• **What is being asked**
Each line below that holds the word "RuleOptions" counts once. Say how many such lines there are, and no more.

• **Listed records**
┌────────

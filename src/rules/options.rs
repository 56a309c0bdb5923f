use crate::error::RegistrationError;
use crate::traits::Resource;
use crate::types::alloc_type::{Arc, AttributeName, String};
use crate::types::{Context, Contexts};
use core::fmt;
use smallvec::smallvec;

type PredicateFn = dyn Fn(&dyn Resource) -> bool + Send + Sync;

/// Applicability test evaluated against the live resource.
///
/// # Examples
///
/// ```
/// use std::collections::BTreeMap;
/// use validation_rail::{Condition, Value};
///
/// let mut account = BTreeMap::new();
/// account.insert("active".to_string(), Value::Bool(false));
///
/// assert!(!Condition::attribute("active").evaluate(&account));
/// assert!(Condition::predicate(|r| !r.attribute("active").is_nil()).evaluate(&account));
/// ```
#[derive(Clone)]
pub enum Condition {
    /// Reads the named attribute and tests its truthiness.
    Attribute(AttributeName),
    Predicate(Arc<PredicateFn>),
}

impl Condition {
    #[inline]
    pub fn attribute(name: impl Into<AttributeName>) -> Self {
        Self::Attribute(name.into())
    }

    #[inline]
    pub fn predicate<F>(predicate: F) -> Self
    where
        F: Fn(&dyn Resource) -> bool + Send + Sync + 'static,
    {
        Self::Predicate(Arc::new(predicate))
    }

    pub fn evaluate(&self, resource: &dyn Resource) -> bool {
        match self {
            Self::Attribute(name) => resource.attribute(name).is_truthy(),
            Self::Predicate(predicate) => predicate(resource),
        }
    }
}

impl fmt::Debug for Condition {
    fn fmt(&self, f: &mut fmt::Formatter<'_>) -> fmt::Result {
        match self {
            Self::Attribute(name) => f.debug_tuple("Attribute").field(name).finish(),
            Self::Predicate(_) => f.write_str("Predicate(..)"),
        }
    }
}

/// Options every rule registration accepts.
///
/// Without an explicit context the rule lands in `default`. The first call to
/// [`context`](RuleOptions::context) replaces that default; later calls add
/// to it.
///
/// # Examples
///
/// ```
/// use validation_rail::{Condition, Context, RuleOptions};
///
/// let options = RuleOptions::new()
///     .context("create")
///     .context("update")
///     .when(Condition::attribute("active"))
///     .allow_nil(true);
///
/// let contexts = options.declared_contexts();
/// assert!(contexts.includes(&Context::new("update")));
/// assert!(!contexts.includes(&Context::DEFAULT));
/// assert!(options.allows_nil());
/// ```
#[derive(Debug, Clone, Default)]
pub struct RuleOptions {
    contexts: Option<Contexts>,
    when: Option<Condition>,
    unless: Option<Condition>,
    allow_nil: bool,
}

impl RuleOptions {
    #[inline]
    pub fn new() -> Self {
        Self::default()
    }

    /// Adds `context` to the contexts the rule applies under.
    pub fn context(mut self, context: impl Into<Context>) -> Self {
        let context = context.into();
        self.contexts = Some(match self.contexts.take() {
            None => Contexts::Only(smallvec![context]),
            Some(Contexts::Only(mut names)) => {
                if !names.contains(&context) {
                    names.push(context);
                }
                Contexts::Only(names)
            },
            Some(Contexts::All) => Contexts::All,
        });
        self
    }

    /// Replaces the declared contexts. An empty list is rejected at registration.
    pub fn contexts<I, C>(mut self, contexts: I) -> Self
    where
        I: IntoIterator<Item = C>,
        C: Into<Context>,
    {
        self.contexts = Some(Contexts::Only(contexts.into_iter().map(Into::into).collect()));
        self
    }

    /// Makes the rule apply under every context.
    #[inline]
    pub fn all_contexts(mut self) -> Self {
        self.contexts = Some(Contexts::All);
        self
    }

    /// Only run the rule when `condition` holds.
    #[inline]
    pub fn when(mut self, condition: Condition) -> Self {
        self.when = Some(condition);
        self
    }

    /// Skip the rule when `condition` holds.
    #[inline]
    pub fn unless(mut self, condition: Condition) -> Self {
        self.unless = Some(condition);
        self
    }

    #[inline]
    pub fn allow_nil(mut self, allow_nil: bool) -> Self {
        self.allow_nil = allow_nil;
        self
    }

    #[inline]
    pub fn declared_contexts(&self) -> Contexts {
        self.contexts.clone().unwrap_or_default()
    }

    #[inline]
    pub fn when_condition(&self) -> Option<&Condition> {
        self.when.as_ref()
    }

    #[inline]
    pub fn unless_condition(&self) -> Option<&Condition> {
        self.unless.as_ref()
    }

    #[inline]
    pub fn allows_nil(&self) -> bool {
        self.allow_nil
    }

    /// Both conditions pass: `when` is absent or true, `unless` is absent or false.
    pub fn applies_to(&self, resource: &dyn Resource) -> bool {
        let when = self.when.as_ref().map_or(true, |condition| condition.evaluate(resource));
        when && !self.unless.as_ref().is_some_and(|condition| condition.evaluate(resource))
    }

    /// Rejects options that would make a rule unreachable.
    pub(crate) fn check(&self, attribute: &str) -> Result<(), RegistrationError> {
        if attribute.is_empty() {
            return Err(RegistrationError::EmptyAttribute);
        }

        match &self.contexts {
            Some(Contexts::Only(names)) if names.is_empty() => {
                Err(RegistrationError::NoContexts { attribute: String::from(attribute) })
            },
            Some(Contexts::Only(names)) if names.iter().any(|name| name.name().is_empty()) => {
                Err(RegistrationError::EmptyContext)
            },
            _ => Ok(()),
        }
    }
}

└────────

• **Expected answer**
5